## Activity
Going through the data below, please show each line containing the string "response".

(Dataset entries)
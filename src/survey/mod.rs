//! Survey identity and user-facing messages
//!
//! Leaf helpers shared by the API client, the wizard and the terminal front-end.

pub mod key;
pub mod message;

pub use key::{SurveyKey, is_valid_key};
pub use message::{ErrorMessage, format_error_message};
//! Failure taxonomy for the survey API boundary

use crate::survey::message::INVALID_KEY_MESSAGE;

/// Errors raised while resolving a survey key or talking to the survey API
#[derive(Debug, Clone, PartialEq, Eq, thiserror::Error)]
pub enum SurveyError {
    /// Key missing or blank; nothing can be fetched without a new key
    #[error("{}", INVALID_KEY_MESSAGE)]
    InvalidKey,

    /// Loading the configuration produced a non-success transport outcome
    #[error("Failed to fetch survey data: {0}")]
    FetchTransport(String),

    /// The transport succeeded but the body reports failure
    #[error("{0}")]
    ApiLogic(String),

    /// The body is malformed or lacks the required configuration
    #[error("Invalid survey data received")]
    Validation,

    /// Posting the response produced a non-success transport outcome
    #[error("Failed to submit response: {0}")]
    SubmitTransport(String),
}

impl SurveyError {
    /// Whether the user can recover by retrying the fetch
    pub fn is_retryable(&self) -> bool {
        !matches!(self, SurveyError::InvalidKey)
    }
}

## Finished task
    /// Posting the response produced a non-success transport outcome
    #[error("Failed to submit response: {0}")]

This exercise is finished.